## Records to use
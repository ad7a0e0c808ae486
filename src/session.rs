//! Compilation sessions
//!
//! A session is the shared, lock-guarded context for one compilation
//! lineage: itself plus every session derived from it.
//!
//! ## Table of Contents
//! - **SessionId**: Unique session identifier used in log fields
//! - **LockedSession**: Session data; every method assumes the lock is held
//! - **Session**: Public wrapper; each method takes the lock exactly once
//!
//! Ownership is asymmetric. The [`ResourceLibrary`] is shared by every
//! session in a derivation tree; the script list is copied on
//! [`Session::derive`] and diverges freely afterwards.

use crate::error::Result;
use crate::filter_env::FilterEnv;
use crate::property::{Properties, Property};
use crate::resource::{ResourceLibrary, ResourceRef};
use crate::script::{BoxedScriptEngine, BoxedScriptEngineFactory, ScriptRef};
use parking_lot::Mutex;
use serde::{Deserialize, Serialize};
use std::fmt;
use std::sync::Arc;
use tracing::debug;
use uuid::Uuid;

/// Unique session identifier
#[derive(Debug, Clone, Copy, PartialEq, Eq, Hash, Serialize, Deserialize)]
pub struct SessionId(Uuid);

impl SessionId {
    /// Create a new random SessionId
    pub fn new() -> Self {
        Self(Uuid::new_v4())
    }

    /// Get the inner UUID
    pub fn as_uuid(&self) -> &Uuid {
        &self.0
    }
}

impl Default for SessionId {
    fn default() -> Self {
        Self::new()
    }
}

impl fmt::Display for SessionId {
    fn fmt(&self, f: &mut fmt::Formatter<'_>) -> fmt::Result {
        write!(f, "session-{}", &self.0.to_string()[..8])
    }
}

/// Session data behind the session lock
///
/// Obtained through [`Session::with_locked`]. Methods here never lock, so
/// several of them can be combined into one critical section.
#[derive(Debug, Default)]
pub struct LockedSession {
    scripts: Vec<ScriptRef>,
    properties: Properties,
    resources_used: Vec<ResourceRef>,
}

impl LockedSession {
    /// Append a script
    pub fn add_script(&mut self, script: ScriptRef) {
        self.scripts.push(script);
    }

    /// Installed scripts in insertion order
    pub fn scripts(&self) -> &[ScriptRef] {
        &self.scripts
    }

    /// Insert or replace a property
    pub fn set_property(&mut self, prop: Property) {
        self.properties.set(prop);
    }

    /// Look up a property; misses yield the empty property
    pub fn property(&self, name: &str) -> Property {
        self.properties.get(name)
    }

    /// Record a resource as used, once per identity
    pub fn mark_resource_used(&mut self, resource: &ResourceRef) -> bool {
        if self.resources_used.iter().any(|r| Arc::ptr_eq(r, resource)) {
            return false;
        }
        self.resources_used.push(Arc::clone(resource));
        true
    }

    /// Resources used so far, in first-seen order
    pub fn resources_used(&self) -> &[ResourceRef] {
        &self.resources_used
    }

    /// Copy the usage list, clearing it when `reset` is set
    pub fn take_resources_used(&mut self, reset: bool) -> Vec<ResourceRef> {
        if reset {
            std::mem::take(&mut self.resources_used)
        } else {
            self.resources_used.clone()
        }
    }
}

/// Shared coordination context for compilation tasks
pub struct Session {
    id: SessionId,
    parent: Option<SessionId>,
    state: Mutex<LockedSession>,
    resources: Arc<ResourceLibrary>,
    engine_factory: BoxedScriptEngineFactory,
}

impl Session {
    /// Create a session with an empty resource library
    pub fn new(engine_factory: BoxedScriptEngineFactory) -> Self {
        Self::with_resources(engine_factory, Arc::new(ResourceLibrary::new()))
    }

    /// Create a session around an existing resource library
    pub fn with_resources(
        engine_factory: BoxedScriptEngineFactory,
        resources: Arc<ResourceLibrary>,
    ) -> Self {
        let id = SessionId::new();
        debug!(session_id = %id, "Session created");
        Self {
            id,
            parent: None,
            state: Mutex::new(LockedSession::default()),
            resources,
            engine_factory,
        }
    }

    /// Session identifier
    pub fn id(&self) -> SessionId {
        self.id
    }

    /// Identifier of the session this one was derived from
    pub fn parent_id(&self) -> Option<SessionId> {
        self.parent
    }

    /// Create a child session
    ///
    /// The child gets a snapshot of the current script list, the same
    /// resource library and engine factory, its own lock, no properties,
    /// and an empty usage list. Scripts added to either session afterwards
    /// are invisible to the other.
    pub fn derive(&self) -> Session {
        let state = self.state.lock();

        let child = Session {
            id: SessionId::new(),
            parent: Some(self.id),
            state: Mutex::new(LockedSession {
                scripts: state.scripts.clone(),
                ..LockedSession::default()
            }),
            resources: Arc::clone(&self.resources),
            engine_factory: Arc::clone(&self.engine_factory),
        };

        debug!(
            session_id = %self.id,
            child_id = %child.id,
            scripts = state.scripts.len(),
            "Session derived"
        );
        child
    }

    /// Create an engine populated with every session script
    ///
    /// The engine is created and populated inside one critical section, so
    /// it reflects a single consistent snapshot of the script list. Any
    /// install failure aborts the whole call.
    pub fn create_script_engine(&self) -> Result<BoxedScriptEngine> {
        let state = self.state.lock();

        let mut engine = self.engine_factory.create_engine()?;
        for script in &state.scripts {
            engine.install(script)?;
        }

        debug!(
            session_id = %self.id,
            scripts = state.scripts.len(),
            "Script engine created"
        );
        Ok(engine)
    }

    /// Append a script (duplicates are allowed)
    pub fn add_script(&self, script: ScriptRef) {
        self.state.lock().add_script(script);
    }

    /// Snapshot of the script list
    pub fn scripts(&self) -> Vec<ScriptRef> {
        self.state.lock().scripts.clone()
    }

    /// The shared resource library
    pub fn resources(&self) -> &Arc<ResourceLibrary> {
        &self.resources
    }

    /// Create a filter environment bound to this session
    pub fn create_filter_env(self: &Arc<Self>) -> FilterEnv {
        FilterEnv::new(Arc::clone(self))
    }

    /// Insert or replace a property
    pub fn set_property(&self, prop: Property) {
        self.state.lock().set_property(prop);
    }

    /// Look up a property; misses yield the empty property
    pub fn property(&self, name: &str) -> Property {
        self.state.lock().property(name)
    }

    /// Record a resource as used; repeated calls with the same handle are no-ops
    pub fn mark_resource_used(&self, resource: &ResourceRef) {
        if self.state.lock().mark_resource_used(resource) {
            debug!(session_id = %self.id, resource = %resource.name(), "Resource marked used");
        }
    }

    /// Copy of the usage list; `reset` clears it in the same critical section
    pub fn resources_used(&self, reset: bool) -> Vec<ResourceRef> {
        self.state.lock().take_resources_used(reset)
    }

    /// Run `f` with the session lock held
    ///
    /// `f` must not call back into this session's public methods; use the
    /// [`LockedSession`] it receives instead.
    pub fn with_locked<R>(&self, f: impl FnOnce(&mut LockedSession) -> R) -> R {
        let mut state = self.state.lock();
        f(&mut *state)
    }
}

impl fmt::Debug for Session {
    fn fmt(&self, f: &mut fmt::Formatter<'_>) -> fmt::Result {
        f.debug_struct("Session")
            .field("id", &self.id)
            .field("parent", &self.parent)
            .field("resources", &self.resources.len())
            .finish_non_exhaustive()
    }
}

#[cfg(test)]
mod tests {
    use super::*;
    use crate::error::CompileError;
    use crate::resource::Resource;
    use crate::script::{
        MockScriptEngine, MockScriptEngineFactory, NativeScriptFactory, Script,
    };

    fn native_session() -> Session {
        let factory = NativeScriptFactory::new()
            .with_function("noop", |_env: &mut FilterEnv| Ok(()));
        Session::new(Arc::new(factory))
    }

    fn script(name: &str) -> ScriptRef {
        Arc::new(Script::native(name, "noop"))
    }

    fn names(scripts: &[ScriptRef]) -> Vec<String> {
        scripts.iter().map(|s| s.name().to_string()).collect()
    }

    #[test]
    fn test_derive_snapshots_scripts() {
        let parent = native_session();
        parent.add_script(script("a"));
        parent.add_script(script("b"));

        let child = parent.derive();
        parent.add_script(script("c"));
        child.add_script(script("d"));

        assert_eq!(names(&parent.scripts()), vec!["a", "b", "c"]);
        assert_eq!(names(&child.scripts()), vec!["a", "b", "d"]);
        assert_eq!(child.parent_id(), Some(parent.id()));
        assert_ne!(child.id(), parent.id());
    }

    #[test]
    fn test_derive_shares_library() {
        let root = native_session();
        let child = root.derive();
        let grandchild = child.derive();

        assert!(Arc::ptr_eq(root.resources(), child.resources()));
        assert!(Arc::ptr_eq(root.resources(), grandchild.resources()));

        let tree = child.resources().add_resource(Resource::model("tree"));
        assert!(Arc::ptr_eq(&root.resources().resource("tree").unwrap(), &tree));
    }

    #[test]
    fn test_derive_starts_with_empty_state() {
        let parent = native_session();
        parent.set_property(Property::new("lod", 1));
        let tree = parent.resources().add_resource(Resource::model("tree"));
        parent.mark_resource_used(&tree);

        let child = parent.derive();
        assert!(child.property("lod").is_empty());
        assert!(child.resources_used(false).is_empty());
    }

    #[test]
    fn test_mark_resource_used_is_idempotent() {
        let session = native_session();
        let tree = session.resources().add_resource(Resource::model("tree"));
        let rock = session.resources().add_resource(Resource::model("rock"));

        for _ in 0..5 {
            session.mark_resource_used(&tree);
        }
        session.mark_resource_used(&rock);
        session.mark_resource_used(&tree);

        let used = session.resources_used(false);
        assert_eq!(used.len(), 2);
        assert!(Arc::ptr_eq(&used[0], &tree));
        assert!(Arc::ptr_eq(&used[1], &rock));
    }

    #[test]
    fn test_identity_not_name() {
        let session = native_session();
        let first = Arc::new(Resource::model("tree"));
        let second = Arc::new(Resource::model("tree"));

        session.mark_resource_used(&first);
        session.mark_resource_used(&second);
        assert_eq!(session.resources_used(false).len(), 2);
    }

    #[test]
    fn test_drain_resources_used() {
        let session = native_session();
        let tree = session.resources().add_resource(Resource::model("tree"));
        session.mark_resource_used(&tree);

        let drained = session.resources_used(true);
        assert_eq!(drained.len(), 1);
        assert!(session.resources_used(false).is_empty());
    }

    #[test]
    fn test_property_miss_is_empty() {
        let session = native_session();
        assert!(session.property("missing").is_empty());

        session.set_property(Property::new("fade", true));
        session.set_property(Property::new("fade", false));
        assert!(!session.property("fade").as_bool(true));
    }

    #[test]
    fn test_create_script_engine_installs_in_order() {
        let session = native_session();
        session.add_script(script("first"));
        session.add_script(script("second"));
        session.add_script(script("first"));

        let engine = session.create_script_engine().unwrap();
        assert_eq!(engine.installed(), vec!["first", "second", "first"]);
    }

    #[test]
    fn test_install_failure_aborts() {
        let mut factory = MockScriptEngineFactory::new();
        factory.expect_create_engine().times(1).returning(|| {
            let mut engine = MockScriptEngine::new();
            let mut calls = 0;
            engine.expect_install().times(2).returning(move |_| {
                calls += 1;
                if calls == 2 {
                    Err(CompileError::script("bad script"))
                } else {
                    Ok(())
                }
            });
            Ok(Box::new(engine))
        });

        let session = Session::new(Arc::new(factory));
        session.add_script(script("ok"));
        session.add_script(script("broken"));
        session.add_script(script("never"));

        assert!(matches!(
            session.create_script_engine(),
            Err(CompileError::Script(_))
        ));

        // The lock was released on the error path
        session.add_script(script("after"));
        assert_eq!(session.scripts().len(), 4);
    }

    #[test]
    fn test_with_locked_batches_operations() {
        let session = native_session();
        let tree = session.resources().add_resource(Resource::model("tree"));

        let count = session.with_locked(|locked| {
            locked.add_script(script("a"));
            locked.set_property(Property::new("k", "v"));
            locked.mark_resource_used(&tree);
            locked.scripts().len()
        });

        assert_eq!(count, 1);
        assert_eq!(session.property("k").value(), "v");
        assert_eq!(session.resources_used(false).len(), 1);
    }
}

## What is required
Every line that contains the string "push" should be copied from the records.

## Your solution
        self.scripts.push(script);
        self.resources_used.push(Arc::clone(resource));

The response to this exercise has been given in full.